> [Task requirements]: Each line of the material below should be reproduced exactly.

> [Available data]:
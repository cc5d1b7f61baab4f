//! LeetCode adapter.
//!
//! LeetCode has no official stats API; a chain of community APIs is tried in
//! order and the first usable answer is normalized. Fields the source cannot
//! provide surface as "N/A", matching what the dashboard renders.

use std::time::Duration;

use chrono::{DateTime, Utc};
use serde::{Deserialize, Serialize};
use tracing::debug;

use super::StatsError;

const USER_AGENT: &str = "devlink-app";

#[derive(Clone)]
pub struct LeetcodeClient {
    http: reqwest::Client,
    primary: String,
    fallback: String,
}

impl LeetcodeClient {
    pub fn new(primary: impl Into<String>, fallback: impl Into<String>, timeout_secs: u64) -> anyhow::Result<Self> {
        let http = reqwest::Client::builder()
            .timeout(Duration::from_secs(timeout_secs))
            .user_agent(USER_AGENT)
            .build()?;
        Ok(Self { http, primary: primary.into(), fallback: fallback.into() })
    }

    pub async fn fetch_stats(&self, username: &str) -> Result<LeetcodeStats, StatsError> {
        if username.trim().is_empty() {
            return Err(StatsError::Parse("username is required".into()));
        }

        match self.try_source(&self.primary, username).await {
            Ok(raw) if raw.usable_primary() => {
                debug!(source = %self.primary, "leetcode stats resolved");
                return Ok(normalize(username, raw, LeetcodeSource::Primary));
            }
            Ok(_) => debug!(source = %self.primary, "primary returned non-success status"),
            Err(e) => debug!(source = %self.primary, error = %e, "primary source failed"),
        }

        match self.try_source(&self.fallback, username).await {
            Ok(raw) => {
                debug!(source = %self.fallback, "leetcode stats resolved via fallback");
                Ok(normalize(username, raw, LeetcodeSource::Fallback))
            }
            Err(e) => {
                debug!(source = %self.fallback, error = %e, "fallback source failed");
                Err(StatsError::NotFound(
                    "Unable to fetch LeetCode data. Please check if the username is correct and the profile is public."
                        .into(),
                ))
            }
        }
    }

    async fn try_source(&self, base: &str, username: &str) -> Result<RawLeetcodeStats, StatsError> {
        self.http
            .get(format!("{base}/{username}"))
            .send()
            .await
            .map_err(StatsError::upstream)?
            .error_for_status()
            .map_err(StatsError::upstream)?
            .json::<RawLeetcodeStats>()
            .await
            .map_err(|e| StatsError::Parse(e.to_string()))
    }
}

#[derive(Debug, Clone, Copy)]
pub enum LeetcodeSource {
    Primary,
    Fallback,
}

/// Superset of the fields the community APIs return.
#[derive(Debug, Default, Deserialize)]
#[serde(rename_all = "camelCase", default)]
pub struct RawLeetcodeStats {
    pub status: Option<String>,
    pub name: Option<String>,
    pub ranking: Option<i64>,
    pub reputation: Option<i64>,
    pub total_solved: Option<u64>,
    pub easy_solved: Option<u64>,
    pub medium_solved: Option<u64>,
    pub hard_solved: Option<u64>,
    pub contest_rating: Option<f64>,
    pub contest_global_ranking: Option<i64>,
    pub contest_attended: Option<u64>,
    pub acceptance_rate: Option<f64>,
    pub contribution_points: Option<i64>,
}

impl RawLeetcodeStats {
    fn usable_primary(&self) -> bool {
        self.status.as_deref() == Some("success")
    }
}

/// A stat that serializes as a bare JSON number when the source provides it
/// and as the literal string "N/A" otherwise.
#[derive(Debug, Clone, PartialEq, Serialize, Deserialize)]
#[serde(untagged)]
pub enum StatValue {
    Int(i64),
    Float(f64),
    Text(String),
}

impl StatValue {
    fn int(v: Option<i64>) -> Self {
        v.map(StatValue::Int).unwrap_or_else(Self::na)
    }

    fn float(v: Option<f64>) -> Self {
        v.map(StatValue::Float).unwrap_or_else(Self::na)
    }

    fn na() -> Self {
        StatValue::Text("N/A".into())
    }
}

pub fn normalize(username: &str, raw: RawLeetcodeStats, source: LeetcodeSource) -> LeetcodeStats {
    let (global_ranking, contribution_points) = match source {
        LeetcodeSource::Primary => {
            (StatValue::int(raw.contest_global_ranking), raw.contribution_points.unwrap_or(0))
        }
        // the fallback API does not expose these
        LeetcodeSource::Fallback => (StatValue::na(), 0),
    };

    LeetcodeStats {
        profile: LeetcodeProfile {
            username: username.to_string(),
            real_name: raw.name.unwrap_or_else(|| "N/A".into()),
            ranking: StatValue::int(raw.ranking),
            reputation: raw.reputation.unwrap_or(0),
        },
        problems_solved: ProblemsSolved {
            total: raw.total_solved.unwrap_or(0),
            easy: raw.easy_solved.unwrap_or(0),
            medium: raw.medium_solved.unwrap_or(0),
            hard: raw.hard_solved.unwrap_or(0),
        },
        contest_stats: ContestStats {
            rating: StatValue::float(raw.contest_rating),
            global_ranking,
            attended_contests_count: raw.contest_attended.unwrap_or(0),
        },
        additional_stats: AdditionalStats {
            acceptance_rate: raw.acceptance_rate.unwrap_or(0.0),
            contribution_points,
        },
        last_updated: Utc::now(),
    }
}

#[derive(Debug, Serialize, Deserialize)]
#[serde(rename_all = "camelCase")]
pub struct LeetcodeStats {
    pub profile: LeetcodeProfile,
    pub problems_solved: ProblemsSolved,
    pub contest_stats: ContestStats,
    pub additional_stats: AdditionalStats,
    pub last_updated: DateTime<Utc>,
}

#[derive(Debug, Serialize, Deserialize)]
#[serde(rename_all = "camelCase")]
pub struct LeetcodeProfile {
    pub username: String,
    pub real_name: String,
    pub ranking: StatValue,
    pub reputation: i64,
}

#[derive(Debug, Serialize, Deserialize)]
pub struct ProblemsSolved {
    pub total: u64,
    pub easy: u64,
    pub medium: u64,
    pub hard: u64,
}

#[derive(Debug, Serialize, Deserialize)]
#[serde(rename_all = "camelCase")]
pub struct ContestStats {
    pub rating: StatValue,
    pub global_ranking: StatValue,
    pub attended_contests_count: u64,
}

#[derive(Debug, Serialize, Deserialize)]
#[serde(rename_all = "camelCase")]
pub struct AdditionalStats {
    pub acceptance_rate: f64,
    pub contribution_points: i64,
}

> [The completed task]:
repository cc5d1b7f61baab4f
//! LeetCode adapter.
//!
//! LeetCode has no official stats API; a chain of community APIs is tried in
//! order and the first usable answer is normalized. Fields the source cannot
//! provide surface as "N/A", matching what the dashboard renders.

use std::time::Duration;

use chrono::{DateTime, Utc};
use serde::{Deserialize, Serialize};
use tracing::debug;

use super::StatsError;

const USER_AGENT: &str = "devlink-app";

#[derive(Clone)]
pub struct LeetcodeClient {
    http: reqwest::Client,
    primary: String,
    fallback: String,
}

impl LeetcodeClient {
    pub fn new(primary: impl Into<String>, fallback: impl Into<String>, timeout_secs: u64) -> anyhow::Result<Self> {
        let http = reqwest::Client::builder()
            .timeout(Duration::from_secs(timeout_secs))
            .user_agent(USER_AGENT)
            .build()?;
        Ok(Self { http, primary: primary.into(), fallback: fallback.into() })
    }

    pub async fn fetch_stats(&self, username: &str) -> Result<LeetcodeStats, StatsError> {
        if username.trim().is_empty() {
            return Err(StatsError::Parse("username is required".into()));
        }

        match self.try_source(&self.primary, username).await {
            Ok(raw) if raw.usable_primary() => {
                debug!(source = %self.primary, "leetcode stats resolved");
                return Ok(normalize(username, raw, LeetcodeSource::Primary));
            }
            Ok(_) => debug!(source = %self.primary, "primary returned non-success status"),
            Err(e) => debug!(source = %self.primary, error = %e, "primary source failed"),
        }

        match self.try_source(&self.fallback, username).await {
            Ok(raw) => {
                debug!(source = %self.fallback, "leetcode stats resolved via fallback");
                Ok(normalize(username, raw, LeetcodeSource::Fallback))
            }
            Err(e) => {
                debug!(source = %self.fallback, error = %e, "fallback source failed");
                Err(StatsError::NotFound(
                    "Unable to fetch LeetCode data. Please check if the username is correct and the profile is public."
                        .into(),
                ))
            }
        }
    }

    async fn try_source(&self, base: &str, username: &str) -> Result<RawLeetcodeStats, StatsError> {
        self.http
            .get(format!("{base}/{username}"))
            .send()
            .await
            .map_err(StatsError::upstream)?
            .error_for_status()
            .map_err(StatsError::upstream)?
            .json::<RawLeetcodeStats>()
            .await
            .map_err(|e| StatsError::Parse(e.to_string()))
    }
}

#[derive(Debug, Clone, Copy)]
pub enum LeetcodeSource {
    Primary,
    Fallback,
}

/// Superset of the fields the community APIs return.
#[derive(Debug, Default, Deserialize)]
#[serde(rename_all = "camelCase", default)]
pub struct RawLeetcodeStats {
    pub status: Option<String>,
    pub name: Option<String>,
    pub ranking: Option<i64>,
    pub reputation: Option<i64>,
    pub total_solved: Option<u64>,
    pub easy_solved: Option<u64>,
    pub medium_solved: Option<u64>,
    pub hard_solved: Option<u64>,
    pub contest_rating: Option<f64>,
    pub contest_global_ranking: Option<i64>,
    pub contest_attended: Option<u64>,
    pub acceptance_rate: Option<f64>,
    pub contribution_points: Option<i64>,
}

impl RawLeetcodeStats {
    fn usable_primary(&self) -> bool {
        self.status.as_deref() == Some("success")
    }
}

/// A stat that serializes as a bare JSON number when the source provides it
/// and as the literal string "N/A" otherwise.
#[derive(Debug, Clone, PartialEq, Serialize, Deserialize)]
#[serde(untagged)]
pub enum StatValue {
    Int(i64),
    Float(f64),
    Text(String),
}

impl StatValue {
    fn int(v: Option<i64>) -> Self {
        v.map(StatValue::Int).unwrap_or_else(Self::na)
    }

    fn float(v: Option<f64>) -> Self {
        v.map(StatValue::Float).unwrap_or_else(Self::na)
    }

    fn na() -> Self {
        StatValue::Text("N/A".into())
    }
}

pub fn normalize(username: &str, raw: RawLeetcodeStats, source: LeetcodeSource) -> LeetcodeStats {
    let (global_ranking, contribution_points) = match source {
        LeetcodeSource::Primary => {
            (StatValue::int(raw.contest_global_ranking), raw.contribution_points.unwrap_or(0))
        }
        // the fallback API does not expose these
        LeetcodeSource::Fallback => (StatValue::na(), 0),
    };

    LeetcodeStats {
        profile: LeetcodeProfile {
            username: username.to_string(),
            real_name: raw.name.unwrap_or_else(|| "N/A".into()),
            ranking: StatValue::int(raw.ranking),
            reputation: raw.reputation.unwrap_or(0),
        },
        problems_solved: ProblemsSolved {
            total: raw.total_solved.unwrap_or(0),
            easy: raw.easy_solved.unwrap_or(0),
            medium: raw.medium_solved.unwrap_or(0),
            hard: raw.hard_solved.unwrap_or(0),
        },
        contest_stats: ContestStats {
            rating: StatValue::float(raw.contest_rating),
            global_ranking,
            attended_contests_count: raw.contest_attended.unwrap_or(0),
        },
        additional_stats: AdditionalStats {
            acceptance_rate: raw.acceptance_rate.unwrap_or(0.0),
            contribution_points,
        },
        last_updated: Utc::now(),
    }
}

#[derive(Debug, Serialize, Deserialize)]
#[serde(rename_all = "camelCase")]
pub struct LeetcodeStats {
    pub profile: LeetcodeProfile,
    pub problems_solved: ProblemsSolved,
    pub contest_stats: ContestStats,
    pub additional_stats: AdditionalStats,
    pub last_updated: DateTime<Utc>,
}

#[derive(Debug, Serialize, Deserialize)]
#[serde(rename_all = "camelCase")]
pub struct LeetcodeProfile {
    pub username: String,
    pub real_name: String,
    pub ranking: StatValue,
    pub reputation: i64,
}

#[derive(Debug, Serialize, Deserialize)]
pub struct ProblemsSolved {
    pub total: u64,
    pub easy: u64,
    pub medium: u64,
    pub hard: u64,
}

#[derive(Debug, Serialize, Deserialize)]
#[serde(rename_all = "camelCase")]
pub struct ContestStats {
    pub rating: StatValue,
    pub global_ranking: StatValue,
    pub attended_contests_count: u64,
}

#[derive(Debug, Serialize, Deserialize)]
#[serde(rename_all = "camelCase")]
pub struct AdditionalStats {
    pub acceptance_rate: f64,
    pub contribution_points: i64,
}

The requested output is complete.